● Goal of the exercise
Please copy out every line in the records below that includes the word "internal".

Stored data
===
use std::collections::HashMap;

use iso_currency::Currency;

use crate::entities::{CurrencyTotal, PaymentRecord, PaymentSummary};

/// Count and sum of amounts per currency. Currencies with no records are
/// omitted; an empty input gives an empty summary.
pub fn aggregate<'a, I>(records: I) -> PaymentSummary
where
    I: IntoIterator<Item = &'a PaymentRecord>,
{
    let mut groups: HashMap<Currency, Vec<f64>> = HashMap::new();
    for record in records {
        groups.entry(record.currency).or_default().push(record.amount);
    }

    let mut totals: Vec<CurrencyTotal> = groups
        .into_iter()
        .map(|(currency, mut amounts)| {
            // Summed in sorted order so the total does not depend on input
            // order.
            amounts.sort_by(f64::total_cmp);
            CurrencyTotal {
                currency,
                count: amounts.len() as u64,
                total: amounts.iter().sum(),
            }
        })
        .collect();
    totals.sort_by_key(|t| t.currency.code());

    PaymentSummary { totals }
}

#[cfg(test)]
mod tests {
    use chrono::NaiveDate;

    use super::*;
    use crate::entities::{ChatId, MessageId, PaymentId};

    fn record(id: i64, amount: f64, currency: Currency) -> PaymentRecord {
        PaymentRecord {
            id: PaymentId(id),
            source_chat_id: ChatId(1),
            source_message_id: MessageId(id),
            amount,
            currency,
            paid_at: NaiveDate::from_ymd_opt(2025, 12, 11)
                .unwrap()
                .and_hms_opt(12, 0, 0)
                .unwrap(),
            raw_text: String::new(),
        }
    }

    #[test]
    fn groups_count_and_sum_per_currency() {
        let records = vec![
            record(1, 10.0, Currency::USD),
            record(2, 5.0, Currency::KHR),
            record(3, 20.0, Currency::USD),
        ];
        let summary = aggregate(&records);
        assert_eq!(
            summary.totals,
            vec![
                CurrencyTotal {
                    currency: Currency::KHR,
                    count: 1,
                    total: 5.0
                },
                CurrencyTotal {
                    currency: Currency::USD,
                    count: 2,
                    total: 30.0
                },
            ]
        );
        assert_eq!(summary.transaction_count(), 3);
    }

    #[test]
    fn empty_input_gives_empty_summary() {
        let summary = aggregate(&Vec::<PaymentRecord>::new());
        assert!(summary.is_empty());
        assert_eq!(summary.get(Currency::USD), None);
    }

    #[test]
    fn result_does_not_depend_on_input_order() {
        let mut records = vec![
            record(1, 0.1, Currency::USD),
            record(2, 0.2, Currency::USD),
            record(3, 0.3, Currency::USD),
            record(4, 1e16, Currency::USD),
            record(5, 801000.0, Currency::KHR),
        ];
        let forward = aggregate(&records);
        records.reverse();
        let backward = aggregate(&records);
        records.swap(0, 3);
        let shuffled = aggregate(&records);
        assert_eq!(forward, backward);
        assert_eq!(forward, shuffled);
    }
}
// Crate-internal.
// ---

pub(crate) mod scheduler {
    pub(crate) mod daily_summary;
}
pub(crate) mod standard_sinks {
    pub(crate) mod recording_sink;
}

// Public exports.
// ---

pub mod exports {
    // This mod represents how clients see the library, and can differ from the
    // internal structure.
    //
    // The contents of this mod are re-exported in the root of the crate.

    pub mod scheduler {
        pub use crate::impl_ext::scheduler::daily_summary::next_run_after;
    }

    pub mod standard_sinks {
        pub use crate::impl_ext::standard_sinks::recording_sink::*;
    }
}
===
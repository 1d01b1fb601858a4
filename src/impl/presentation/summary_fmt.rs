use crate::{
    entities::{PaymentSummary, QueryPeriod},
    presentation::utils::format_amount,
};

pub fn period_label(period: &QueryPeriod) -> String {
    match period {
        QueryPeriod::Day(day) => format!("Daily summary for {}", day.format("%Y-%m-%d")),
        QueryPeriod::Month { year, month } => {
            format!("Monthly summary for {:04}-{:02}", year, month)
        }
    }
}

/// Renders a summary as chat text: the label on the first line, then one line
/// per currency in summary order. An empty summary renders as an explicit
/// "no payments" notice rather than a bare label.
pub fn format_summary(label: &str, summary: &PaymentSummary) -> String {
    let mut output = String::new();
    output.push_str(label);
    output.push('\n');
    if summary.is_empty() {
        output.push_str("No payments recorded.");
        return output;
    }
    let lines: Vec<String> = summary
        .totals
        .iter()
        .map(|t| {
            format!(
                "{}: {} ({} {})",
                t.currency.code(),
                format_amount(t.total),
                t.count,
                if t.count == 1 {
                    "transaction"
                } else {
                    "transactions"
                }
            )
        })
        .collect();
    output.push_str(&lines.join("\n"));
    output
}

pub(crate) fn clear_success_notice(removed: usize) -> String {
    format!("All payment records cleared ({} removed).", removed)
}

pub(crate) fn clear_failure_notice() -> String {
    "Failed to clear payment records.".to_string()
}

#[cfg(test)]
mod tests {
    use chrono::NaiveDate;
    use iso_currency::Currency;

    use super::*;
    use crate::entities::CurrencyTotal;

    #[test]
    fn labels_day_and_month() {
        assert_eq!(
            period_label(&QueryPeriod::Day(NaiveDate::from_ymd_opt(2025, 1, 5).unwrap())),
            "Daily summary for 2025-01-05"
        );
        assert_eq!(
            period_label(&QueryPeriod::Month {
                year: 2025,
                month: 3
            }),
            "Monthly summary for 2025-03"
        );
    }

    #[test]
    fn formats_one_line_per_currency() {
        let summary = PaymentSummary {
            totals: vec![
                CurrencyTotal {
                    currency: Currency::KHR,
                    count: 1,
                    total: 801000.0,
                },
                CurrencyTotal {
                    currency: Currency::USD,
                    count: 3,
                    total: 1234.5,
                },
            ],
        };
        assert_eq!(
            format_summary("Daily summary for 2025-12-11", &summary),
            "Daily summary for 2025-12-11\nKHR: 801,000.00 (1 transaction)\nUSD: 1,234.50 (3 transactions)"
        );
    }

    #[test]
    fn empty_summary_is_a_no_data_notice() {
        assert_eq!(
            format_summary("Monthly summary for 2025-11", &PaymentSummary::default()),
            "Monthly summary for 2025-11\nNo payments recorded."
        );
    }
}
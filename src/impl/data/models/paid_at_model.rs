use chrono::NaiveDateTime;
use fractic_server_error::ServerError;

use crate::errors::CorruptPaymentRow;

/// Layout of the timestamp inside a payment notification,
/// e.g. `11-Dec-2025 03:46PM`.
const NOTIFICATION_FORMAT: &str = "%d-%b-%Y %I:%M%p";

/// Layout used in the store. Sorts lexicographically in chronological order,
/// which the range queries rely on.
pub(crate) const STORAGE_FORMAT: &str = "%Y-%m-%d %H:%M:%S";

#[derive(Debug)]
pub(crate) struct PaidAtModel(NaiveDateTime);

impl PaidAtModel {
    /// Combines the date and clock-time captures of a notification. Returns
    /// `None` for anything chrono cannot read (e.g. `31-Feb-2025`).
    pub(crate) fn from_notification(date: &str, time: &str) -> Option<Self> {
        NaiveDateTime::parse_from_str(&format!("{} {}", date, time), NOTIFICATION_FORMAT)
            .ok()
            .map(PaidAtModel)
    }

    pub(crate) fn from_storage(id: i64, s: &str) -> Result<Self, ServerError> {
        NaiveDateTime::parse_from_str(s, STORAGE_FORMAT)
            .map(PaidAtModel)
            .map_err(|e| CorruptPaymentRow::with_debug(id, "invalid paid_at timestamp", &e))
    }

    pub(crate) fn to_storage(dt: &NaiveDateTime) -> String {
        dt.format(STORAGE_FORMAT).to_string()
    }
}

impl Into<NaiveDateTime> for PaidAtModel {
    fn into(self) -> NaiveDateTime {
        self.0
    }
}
===
● Written reply
// Crate-internal.
    // internal structure.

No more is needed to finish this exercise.